::: EXERCISE MATERIAL :::
//! HTTP surface for the companion chat service.
//!
//! # Endpoints
//!
//! - `GET  /health`          — Liveness probe
//! - `POST /chat`            — Handle one chat message
//! - `GET  /usage/{user_id}` — Current quota standing for a user

pub mod routes;

pub use routes::{app_router, AppState};
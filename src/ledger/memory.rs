//! In-memory ledger backed by a concurrent map.
//!
//! Default backend for development and tests. Atomicity comes from the
//! map's per-key locking: every conditional update runs inside a single
//! `get_mut`/`entry` critical section, so concurrent consumers of the same
//! user serialize on that key and the "increment where below limit" check
//! can never interleave with another writer.

use chrono::{DateTime, Utc};
use dashmap::DashMap;

use async_trait::async_trait;

use crate::error::LedgerError;

use super::{LedgerStore, UsageRecord};

/// Concurrent-map ledger. Cheap to clone-share via `Arc`.
#[derive(Debug, Default)]
pub struct MemoryLedger {
    records: DashMap<String, UsageRecord>,
}

impl MemoryLedger {
    /// Empty ledger.
    pub fn new() -> Self {
        Self::default()
    }

    /// Number of records held (test/reporting convenience).
    pub fn len(&self) -> usize {
        self.records.len()
    }

    /// Whether the ledger holds no records.
    pub fn is_empty(&self) -> bool {
        self.records.is_empty()
    }
}

#[async_trait]
impl LedgerStore for MemoryLedger {
    async fn get(&self, user_id: &str) -> Result<Option<UsageRecord>, LedgerError> {
        Ok(self.records.get(user_id).map(|r| r.clone()))
    }

    async fn ensure(
        &self,
        user_id: &str,
        monthly_reset_at: DateTime<Utc>,
    ) -> Result<UsageRecord, LedgerError> {
        let entry = self
            .records
            .entry(user_id.to_string())
            .or_insert_with(|| UsageRecord::new(user_id, monthly_reset_at));
        Ok(entry.clone())
    }

    async fn try_consume_daily(
        &self,
        user_id: &str,
        daily_limit: i64,
    ) -> Result<bool, LedgerError> {
        match self.records.get_mut(user_id) {
            Some(mut record) => {
                if record.daily_count < daily_limit {
                    record.daily_count += 1;
                    record.monthly_count += 1;
                    Ok(true)
                } else {
                    Ok(false)
                }
            }
            None => Ok(false),
        }
    }

    async fn try_consume_monthly(
        &self,
        user_id: &str,
        monthly_limit: i64,
    ) -> Result<bool, LedgerError> {
        match self.records.get_mut(user_id) {
            Some(mut record) => {
                if record.monthly_count < monthly_limit {
                    record.monthly_count += 1;
                    Ok(true)
                } else {
                    Ok(false)
                }
            }
            None => Ok(false),
        }
    }

    async fn consume_daily_unchecked(&self, user_id: &str) -> Result<(), LedgerError> {
        if let Some(mut record) = self.records.get_mut(user_id) {
            record.daily_count += 1;
            record.monthly_count += 1;
        }
        Ok(())
    }

    async fn consume_monthly_unchecked(&self, user_id: &str) -> Result<(), LedgerError> {
        if let Some(mut record) = self.records.get_mut(user_id) {
            record.monthly_count += 1;
        }
        Ok(())
    }

    async fn arm_daily_lock(
        &self,
        user_id: &str,
        reset_at: DateTime<Utc>,
    ) -> Result<DateTime<Utc>, LedgerError> {
        match self.records.get_mut(user_id) {
            Some(mut record) => match record.daily_reset_at {
                // Someone armed it first; their instant stands.
                Some(existing) => Ok(existing),
                None => {
                    record.daily_reset_at = Some(reset_at);
                    Ok(reset_at)
                }
            },
            None => Ok(reset_at),
        }
    }

    async fn clear_daily_lock_if_expired(
        &self,
        user_id: &str,
        now: DateTime<Utc>,
    ) -> Result<(), LedgerError> {
        if let Some(mut record) = self.records.get_mut(user_id) {
            if matches!(record.daily_reset_at, Some(t) if t <= now) {
                record.daily_reset_at = None;
                record.daily_count = 0;
            }
        }
        Ok(())
    }

    async fn roll_monthly_if_expired(
        &self,
        user_id: &str,
        now: DateTime<Utc>,
        next_reset: DateTime<Utc>,
    ) -> Result<(), LedgerError> {
        if let Some(mut record) = self.records.get_mut(user_id) {
            if record.monthly_reset_at <= now {
                record.monthly_count = 0;
                record.monthly_reset_at = next_reset;
            }
        }
        Ok(())
    }
}

// ============================================================================
// Tests
// ============================================================================
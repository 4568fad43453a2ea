//! Interfaces to the services the chat flow consults.
//!
//! Every trait here fronts a network dependency that can be slow, flaky, or
//! simply not deployed. The chat flow treats the read-side collaborators as
//! advisors: when one fails, the request degrades to a neutral default
//! instead of failing. The one exception is [`CompletionProvider`]; without
//! a model reply there is nothing to send, so its errors are real errors.
//!
//! The write-side methods (`record_*`) are only ever called from the
//! background queue, after the response has already gone out.

pub mod http;

use async_trait::async_trait;

use crate::engine::EngineMode;
use crate::types::conversation::{ChatTurn, ConversationState, Language};
use crate::types::emotion::Classification;
use crate::types::trust::TrustSnapshot;

pub use http::{HttpClassifier, HttpCompletion};

// ============================================================================
// Collaborator traits
// ============================================================================

/// Classifies one user message into emotion, severity, and trigger topics.
#[async_trait]
pub trait EmotionClassifier: Send + Sync {
    /// Classify `message`, with `recent` turns as context.
    ///
    /// Implementations should be lenient: a half-parsed response is better
    /// than an error, because the caller falls back to neutral anyway.
    async fn classify(
        &self,
        message: &str,
        recent: &[ChatTurn],
        language: Language,
    ) -> Result<Classification, anyhow::Error>;
}

/// Produces the raw model reply that the response pipeline then shapes.
#[async_trait]
pub trait CompletionProvider: Send + Sync {
    /// Run one chat completion.
    ///
    /// `messages` is the full transcript to send (history plus the current
    /// user turn); the system prompt is passed separately so adapters can
    /// place it per their wire format. `mode` selects the model/parameters.
    async fn complete(
        &self,
        system_prompt: &str,
        messages: &[ChatTurn],
        mode: EngineMode,
    ) -> Result<String, anyhow::Error>;
}

/// Reports where the external dialogue state machine currently has a
/// session. This crate never transitions the state, it only reads it.
#[async_trait]
pub trait ConversationTracker: Send + Sync {
    async fn current_state(
        &self,
        user_id: &str,
        session_id: &str,
    ) -> Result<ConversationState, anyhow::Error>;
}

/// Read and write access to the relationship-trust service.
#[async_trait]
pub trait TrustService: Send + Sync {
    /// Current trust standing for a user.
    async fn snapshot(&self, user_id: &str) -> Result<TrustSnapshot, anyhow::Error>;

    /// Report one completed exchange so the service can adjust the score.
    /// Called from the background queue only.
    async fn record_interaction(
        &self,
        user_id: &str,
        severity: &str,
    ) -> Result<(), anyhow::Error>;
}

/// Append-only log of notable conversation events.
#[async_trait]
pub trait TimelineService: Send + Sync {
    async fn record(
        &self,
        user_id: &str,
        kind: &str,
        summary: &str,
    ) -> Result<(), anyhow::Error>;
}

/// Long-term memory writer. Stores the exchange for future retrieval.
#[async_trait]
pub trait MemoryService: Send + Sync {
    async fn record(
        &self,
        user_id: &str,
        user_message: &str,
        reply: &str,
    ) -> Result<(), anyhow::Error>;
}

// ============================================================================
// In-crate fallbacks
// ============================================================================

/// Classifier that reads every message as neutral small talk. Used when no
/// classifier endpoint is configured, and as the degraded-mode stand-in.
#[derive(Debug, Clone, Copy, Default)]
pub struct NeutralClassifier;

#[async_trait]
impl EmotionClassifier for NeutralClassifier {
    async fn classify(
        &self,
        _message: &str,
        _recent: &[ChatTurn],
        _language: Language,
    ) -> Result<Classification, anyhow::Error> {
        Ok(Classification::default())
    }
}

/// Trust service that answers every snapshot with the same fixed score and
/// accepts interaction reports without storing them.
#[derive(Debug, Clone, Copy)]
pub struct FixedTrust {
    pub trust_score: i32,
}

impl FixedTrust {
    pub fn new(trust_score: i32) -> Self {
        FixedTrust { trust_score }
    }
}

impl Default for FixedTrust {
    fn default() -> Self {
        // Mid-ladder: tier 3, so nothing trust-gated flips either way.
        FixedTrust { trust_score: 50 }
    }
}

#[async_trait]
impl TrustService for FixedTrust {
    async fn snapshot(&self, _user_id: &str) -> Result<TrustSnapshot, anyhow::Error> {
        Ok(TrustSnapshot {
            trust_score: self.trust_score,
            trust_level: 0,
        })
    }

    async fn record_interaction(
        &self,
        _user_id: &str,
        _severity: &str,
    ) -> Result<(), anyhow::Error> {
        Ok(())
    }
}

/// Conversation tracker that keeps every session in the neutral state.
#[derive(Debug, Clone, Copy, Default)]
pub struct NullTracker;

#[async_trait]
impl ConversationTracker for NullTracker {
    async fn current_state(
        &self,
        _user_id: &str,
        _session_id: &str,
    ) -> Result<ConversationState, anyhow::Error> {
        Ok(ConversationState::Neutral)
    }
}

// ============================================================================
// Tests
// ============================================================================
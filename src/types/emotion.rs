//! Types produced by the external emotion classifier.
//!
//! All of these are produced by the external classifier service and consumed
//! read-only. Deserialization is tolerant: unknown emotions fall back to
//! `Neutral`, missing intensity to `0`, so a degraded classifier never takes
//! the reply path down with it.

use serde::{Deserialize, Serialize};

/// The primary emotion detected in a user message.
#[derive(Debug, Clone, Copy, PartialEq, Eq, Hash, Default, Serialize, Deserialize)]
#[serde(rename_all = "SCREAMING_SNAKE_CASE")]
pub enum PrimaryEmotion {
    Sad,
    Anxious,
    Angry,
    Lonely,
    Hopeful,
    Grateful,
    #[default]
    #[serde(other)]
    Neutral,
}

impl PrimaryEmotion {
    /// Whether this emotion is one of the negative set that, when intense
    /// and sustained inside a support state, forces the full safety footer.
    pub fn is_negative(self) -> bool {
        matches!(
            self,
            PrimaryEmotion::Sad
                | PrimaryEmotion::Anxious
                | PrimaryEmotion::Angry
                | PrimaryEmotion::Lonely
        )
    }
}

/// Urgency/risk classification of the user's message.
#[derive(
    Debug, Clone, Copy, PartialEq, Eq, PartialOrd, Ord, Hash, Default, Serialize, Deserialize,
)]
#[serde(rename_all = "SCREAMING_SNAKE_CASE")]
pub enum SeverityLevel {
    #[default]
    Casual,
    Venting,
    Support,
    HighRisk,
}

impl SeverityLevel {
    /// Wire-format name, for logs and bookkeeping payloads.
    pub fn label(self) -> &'static str {
        match self {
            SeverityLevel::Casual => "CASUAL",
            SeverityLevel::Venting => "VENTING",
            SeverityLevel::Support => "SUPPORT",
            SeverityLevel::HighRisk => "HIGH_RISK",
        }
    }
}

/// A point-in-time emotion reading for one message.
///
/// `intensity` is clamped to 0-5 on construction; the classifier owns the
/// scale, we only consume it.
#[derive(Debug, Clone, Default, Serialize, Deserialize)]
pub struct EmotionSnapshot {
    /// Dominant emotion.
    #[serde(default)]
    pub primary: PrimaryEmotion,
    /// Strength of the primary emotion, 0 (absent) to 5 (overwhelming).
    #[serde(default)]
    pub intensity: u8,
    /// Classifier confidence in `primary`, 0.0-1.0.
    #[serde(default)]
    pub confidence: f32,
    /// Secondary emotion, when the classifier reports one.
    #[serde(default)]
    pub secondary: Option<PrimaryEmotion>,
    /// Free-form classifier notes (never shown to the user).
    #[serde(default)]
    pub notes: Option<String>,
}

impl EmotionSnapshot {
    /// Build a snapshot, clamping intensity into the 0-5 range.
    pub fn new(primary: PrimaryEmotion, intensity: u8, confidence: f32) -> Self {
        Self {
            primary,
            intensity: intensity.min(5),
            confidence,
            secondary: None,
            notes: None,
        }
    }

    /// A neutral zero-intensity snapshot, used when the classifier is
    /// unreachable.
    pub fn neutral() -> Self {
        Self::default()
    }
}

/// A known sensitive topic for this user, with the emotion it re-activates
/// and a relevance score. Consumed read-only by trigger redaction.
#[derive(Debug, Clone, Serialize, Deserialize)]
pub struct Trigger {
    /// Literal topic text to redact (e.g. a name, a place).
    pub topic: String,
    /// Emotion the topic is associated with.
    pub emotion: String,
    /// Relevance score; redaction keeps the top three by this value.
    pub score: f32,
}

/// Everything the classifier returns for one message.
///
/// Parsed tolerantly: any missing section degrades to its neutral default
/// instead of failing the request.
#[derive(Debug, Clone, Default, Serialize, Deserialize)]
pub struct Classification {
    /// Emotion reading for the message.
    #[serde(default)]
    pub emotion: EmotionSnapshot,
    /// Urgency/risk level.
    #[serde(default)]
    pub severity: SeverityLevel,
    /// Known sensitive topics touched by the message.
    #[serde(default)]
    pub triggers: Vec<Trigger>,
}

impl Classification {
    /// Parse a classifier response body, falling back to neutral defaults
    /// on malformed JSON.
    pub fn parse_lenient(body: &str) -> Self {
        serde_json::from_str(body).unwrap_or_default()
    }
}

// ============================================================================
// Tests
// ============================================================================
//! Engine mode selection: which completion engine answers a message.
//!
//! Pure and deterministic. The decision ladder:
//! ```text
//! explicit LITE request ──────────────→ CORE_FAST (honored for everyone)
//! explicit DEEP request ─┬─ premium ──→ PREMIUM_DEEP
//!                        └─ free ─────→ CORE_DEEP
//! no request ─┬─ free ────────────────→ CORE_FAST
//!             └─ premium ─┬─ severity ≥ SUPPORT ──→ PREMIUM_DEEP
//!                         ├─ history ≥ threshold ─→ PREMIUM_DEEP
//!                         ├─ trust tier 5 ────────→ PREMIUM_DEEP
//!                         └─ otherwise ───────────→ CORE_DEEP
//! ```

use serde::{Deserialize, Serialize};

use crate::types::{RequestedMode, SeverityLevel, TrustTier};

/// Conversations at least this long bias premium users onto the deep engine.
pub const DEEP_HISTORY_THRESHOLD: usize = 12;

/// The three reply engines, cheapest first.
#[derive(Debug, Clone, Copy, PartialEq, Eq, Hash, Serialize, Deserialize)]
#[serde(rename_all = "SCREAMING_SNAKE_CASE")]
pub enum EngineMode {
    /// Small, quick model for everyday traffic.
    CoreFast,
    /// Larger model, standard reasoning budget.
    CoreDeep,
    /// Largest model with the full reasoning budget.
    PremiumDeep,
}

impl EngineMode {
    /// Wire label, matching the serialized form.
    pub fn label(self) -> &'static str {
        match self {
            EngineMode::CoreFast => "CORE_FAST",
            EngineMode::CoreDeep => "CORE_DEEP",
            EngineMode::PremiumDeep => "PREMIUM_DEEP",
        }
    }

    /// Deep engines carry extended replies; the fast engine is flattened.
    pub fn is_deep(self) -> bool {
        !matches!(self, EngineMode::CoreFast)
    }
}

/// Pick the engine for one message.
///
/// An explicit client request always wins, capped by entitlement: free
/// users asking for DEEP get the core deep engine, never the premium one.
/// Without a request, free traffic stays on the fast engine and premium
/// traffic escalates on distress, long threads, or top-tier trust.
pub fn select_mode(
    severity: SeverityLevel,
    trust_tier: TrustTier,
    premium: bool,
    requested: Option<RequestedMode>,
    history_len: usize,
) -> EngineMode {
    match requested {
        Some(RequestedMode::Lite) => return EngineMode::CoreFast,
        Some(RequestedMode::Deep) => {
            return if premium {
                EngineMode::PremiumDeep
            } else {
                EngineMode::CoreDeep
            };
        }
        None => {}
    }

    if !premium {
        return EngineMode::CoreFast;
    }

    if severity >= SeverityLevel::Support
        || history_len >= DEEP_HISTORY_THRESHOLD
        || trust_tier.level() >= 5
    {
        EngineMode::PremiumDeep
    } else {
        EngineMode::CoreDeep
    }
}

// ============================================================================
// Tests
// ============================================================================

#[cfg(test)]
mod tests {
    use super::*;

    fn tier(level: u8) -> TrustTier {
        TrustTier::from_score(match level {
            1 => 0,
            2 => 25,
            3 => 45,
            4 => 65,
            _ => 90,
        })
    }

    #[test]
    fn test_lite_request_wins_for_everyone() {
        let mode = select_mode(
            SeverityLevel::HighRisk,
            tier(5),
            true,
            Some(RequestedMode::Lite),
            50,
        );
        assert_eq!(mode, EngineMode::CoreFast);
    }

    #[test]
    fn test_deep_request_capped_by_entitlement() {
        let premium = select_mode(
            SeverityLevel::Casual,
            tier(1),
            true,
            Some(RequestedMode::Deep),
            0,
        );
        let free = select_mode(
            SeverityLevel::Casual,
            tier(1),
            false,
            Some(RequestedMode::Deep),
            0,
        );
        assert_eq!(premium, EngineMode::PremiumDeep);
        assert_eq!(free, EngineMode::CoreDeep);
    }

    #[test]
    fn test_free_default_is_fast() {
        let mode = select_mode(SeverityLevel::Support, tier(5), false, None, 100);
        assert_eq!(mode, EngineMode::CoreFast);
    }

    #[test]
    fn test_premium_escalates_on_distress() {
        assert_eq!(
            select_mode(SeverityLevel::Support, tier(2), true, None, 0),
            EngineMode::PremiumDeep
        );
        assert_eq!(
            select_mode(SeverityLevel::HighRisk, tier(1), true, None, 0),
            EngineMode::PremiumDeep
        );
        assert_eq!(
            select_mode(SeverityLevel::Venting, tier(2), true, None, 0),
            EngineMode::CoreDeep
        );
    }

    #[test]
    fn test_premium_escalates_on_long_history() {
        assert_eq!(
            select_mode(
                SeverityLevel::Casual,
                tier(2),
                true,
                None,
                DEEP_HISTORY_THRESHOLD
            ),
            EngineMode::PremiumDeep
        );
        assert_eq!(
            select_mode(
                SeverityLevel::Casual,
                tier(2),
                true,
                None,
                DEEP_HISTORY_THRESHOLD - 1
            ),
            EngineMode::CoreDeep
        );
    }

    #[test]
    fn test_premium_escalates_on_top_trust() {
        assert_eq!(
            select_mode(SeverityLevel::Casual, tier(5), true, None, 0),
            EngineMode::PremiumDeep
        );
        assert_eq!(
            select_mode(SeverityLevel::Casual, tier(4), true, None, 0),
            EngineMode::CoreDeep
        );
    }

    #[test]
    fn test_labels_match_wire_form() {
        assert_eq!(EngineMode::CoreFast.label(), "CORE_FAST");
        assert_eq!(
            serde_json::to_string(&EngineMode::PremiumDeep).unwrap(),
            "\"PREMIUM_DEEP\""
        );
        assert!(!EngineMode::CoreFast.is_deep());
        assert!(EngineMode::PremiumDeep.is_deep());
    }
}
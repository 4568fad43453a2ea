//! # Sanad
//!
//! Core engine of a bilingual (English/Arabic) companion chat service:
//! usage-quota gating, engine-mode selection, tone-aware reply shaping,
//! and fire-and-forget bookkeeping, exposed over HTTP.
//!
//! The crate splits into three layers:
//!
//! - **Gate**: [`ledger`] + [`limiter`], atomic per-user usage counters
//!   with rolling daily locks and calendar-month windows.
//! - **Shape**: [`engine`], [`tone`], and the [`orchestrator`] pipeline
//!   that rewrites raw model replies into safe, persona-consistent text.
//! - **Flow**: [`chat`] wiring the gate, collaborators, and shaper
//!   together, with [`server`] as the axum surface and [`background`]
//!   carrying the bookkeeping that must never delay a reply.

pub mod background;
pub mod chat;
pub mod config;
pub mod engine;
pub mod error;
pub mod ledger;
pub mod limiter;
pub mod orchestrator;
pub mod persona;
pub mod phrases;
pub mod providers;
pub mod server;
pub mod tone;
pub mod types;

// Primary entry points
pub use chat::{ChatOutcome, ChatReply, ChatRequest, ChatService};
pub use config::AppConfig;
pub use engine::{select_mode, EngineMode};
pub use ledger::{LedgerStore, MemoryLedger, SqliteLedger, UsageRecord, UsageReport};
pub use limiter::{ConsumeOutcome, Limiter, QuotaRejection, QuotaScope};
pub use orchestrator::{orchestrate, OrchestratorInput};
pub use tone::{select_tone, ToneProfile};

/// Library version.
pub const VERSION: &str = "0.9.2";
:::
TASK BRIEF:
Copy each line above where "anyhow" appears.

SOLUTION TO THIS TASK:
    ) -> Result<Classification, anyhow::Error>;
    ) -> Result<String, anyhow::Error>;
    ) -> Result<ConversationState, anyhow::Error>;
    async fn snapshot(&self, user_id: &str) -> Result<TrustSnapshot, anyhow::Error>;
    ) -> Result<(), anyhow::Error>;
    ) -> Result<(), anyhow::Error>;
    ) -> Result<(), anyhow::Error>;
    ) -> Result<Classification, anyhow::Error> {
    async fn snapshot(&self, _user_id: &str) -> Result<TrustSnapshot, anyhow::Error> {
    ) -> Result<(), anyhow::Error> {
    ) -> Result<ConversationState, anyhow::Error> {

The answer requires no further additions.